_Required action:_ Among the entries below, one line contains "request against a" and another contains "mod service;". Transcribe those two lines and every line between them, exactly.

################

//! Cross-context messaging
//!
//! Three contexts take part:
//!
//! ```text
//! Controller ──RelayRequest──▶ Relay ──TabRequest──▶ ContentService (per tab)
//!            ◀─RelayResponse──       ◀─TabResponse──
//! ```
//!
//! Both hops use the same [`Channel`] abstraction: one typed request, exactly
//! one typed response, no timeout, no cancellation. The relay holds no
//! business logic and no tab state; it resolves every request against a
//! fresh query of its [`TabHost`]. Extraction is routed through the relay
//! like every other request, so the controller only ever talks to the relay.

mod channel;
mod content;
mod message;
mod service;
mod tabs;

pub use channel::{
    channel, serve, spawn_service, Channel, ChannelError, Envelope, FaultResponse, Mailbox,
    MAILBOX_BUFFER,
};
pub use content::ContentService;
pub use message::{RelayRequest, RelayResponse, TabId, TabRequest, TabResponse};
pub use service::{Relay, RelayChannel};
pub use tabs::{TabChannel, TabHost, TabInfo, TabRegistry};
//! Tab enumeration for the relay
//!
//! [`TabHost`] is what the privileged context can see: which tabs exist and
//! how to reach the content service inside each one. [`TabRegistry`] is the
//! in-process implementation used by the CLI and tests.

use std::sync::Mutex;

use super::channel::Channel;
use super::message::{TabId, TabRequest, TabResponse};

/// Channel to a tab's content service
pub type TabChannel = Channel<TabRequest, TabResponse>;

/// What the host knows about a tab
#[derive(Debug, Clone, PartialEq, Eq)]
pub struct TabInfo {
    /// Some hosts report tabs without an id (e.g. devtools windows)
    pub id: Option<TabId>,
    pub url: Option<String>,
    pub active: bool,
}

/// Tab enumeration and addressing.
///
/// Implementations answer from live state on every call; callers must not
/// cache results across requests.
pub trait TabHost: Send + Sync {
    /// Active tabs of the current window, most relevant first.
    fn active_tabs(&self) -> Vec<TabInfo>;

    /// Channel to the content service of `tab`, if one is listening.
    fn content_channel(&self, tab: TabId) -> Option<TabChannel>;
}

struct TabEntry {
    info: TabInfo,
    content: Option<TabChannel>,
}

/// In-process tab host
#[derive(Default)]
pub struct TabRegistry {
    tabs: Mutex<Vec<TabEntry>>,
    next_id: Mutex<u32>,
}

impl TabRegistry {
    pub fn new() -> Self {
        Self::default()
    }

    /// Open a tab and make it the only active one.
    ///
    /// `content` is `None` for pages without a content service.
    pub fn open_tab(&self, url: impl Into<String>, content: Option<TabChannel>) -> TabId {
        let id = {
            let mut next = self.next_id.lock().unwrap_or_else(|p| p.into_inner());
            *next += 1;
            TabId(*next)
        };
        self.insert(
            TabInfo {
                id: Some(id),
                url: Some(url.into()),
                active: true,
            },
            content,
        );
        id
    }

    /// Insert a tab as reported by a host, without assigning an id.
    pub fn insert(&self, info: TabInfo, content: Option<TabChannel>) {
        let mut tabs = self.tabs.lock().unwrap_or_else(|p| p.into_inner());
        if info.active {
            for entry in tabs.iter_mut() {
                entry.info.active = false;
            }
        }
        tabs.push(TabEntry { info, content });
    }

    /// Make `tab` the only active tab. Returns false if it does not exist.
    pub fn activate(&self, tab: TabId) -> bool {
        let mut tabs = self.tabs.lock().unwrap_or_else(|p| p.into_inner());
        if !tabs.iter().any(|e| e.info.id == Some(tab)) {
            return false;
        }
        for entry in tabs.iter_mut() {
            entry.info.active = entry.info.id == Some(tab);
        }
        true
    }

    /// Close `tab`. Returns false if it does not exist.
    pub fn close(&self, tab: TabId) -> bool {
        let mut tabs = self.tabs.lock().unwrap_or_else(|p| p.into_inner());
        let before = tabs.len();
        tabs.retain(|e| e.info.id != Some(tab));
        tabs.len() != before
    }
}

impl TabHost for TabRegistry {
    fn active_tabs(&self) -> Vec<TabInfo> {
        self.tabs
            .lock()
            .unwrap_or_else(|p| p.into_inner())
            .iter()
            .filter(|e| e.info.active)
            .map(|e| e.info.clone())
            .collect()
    }

    fn content_channel(&self, tab: TabId) -> Option<TabChannel> {
        self.tabs
            .lock()
            .unwrap_or_else(|p| p.into_inner())
            .iter()
            .find(|e| e.info.id == Some(tab))
            .and_then(|e| e.content.clone())
    }
}

#[cfg(test)]
mod tests {
    use super::*;

    #[test]
    fn test_open_tab_becomes_only_active_tab() {
        let registry = TabRegistry::new();
        let first = registry.open_tab("https://chat.example/a", None);
        let second = registry.open_tab("https://chat.example/b", None);
        assert_ne!(first, second);

        let active = registry.active_tabs();
        assert_eq!(active.len(), 1);
        assert_eq!(active[0].id, Some(second));

        assert!(registry.activate(first));
        assert_eq!(registry.active_tabs()[0].id, Some(first));
        assert!(!registry.activate(TabId(99)));
    }

    #[test]
    fn test_close_tab() {
        let registry = TabRegistry::new();
        let tab = registry.open_tab("https://chat.example", None);
        assert!(registry.close(tab));
        assert!(!registry.close(tab));
        assert!(registry.active_tabs().is_empty());
    }

    #[test]
    fn test_tab_without_content_service_has_no_channel() {
        let registry = TabRegistry::new();
        let tab = registry.open_tab("https://news.example", None);
        assert!(registry.content_channel(tab).is_none());
        assert!(registry.content_channel(TabId(42)).is_none());
    }
}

################

_Finished exercise:_
//! business logic and no tab state; it resolves every request against a
//! fresh query of its [`TabHost`]. Extraction is routed through the relay
//! like every other request, so the controller only ever talks to the relay.

mod channel;
mod content;
mod message;
mod service;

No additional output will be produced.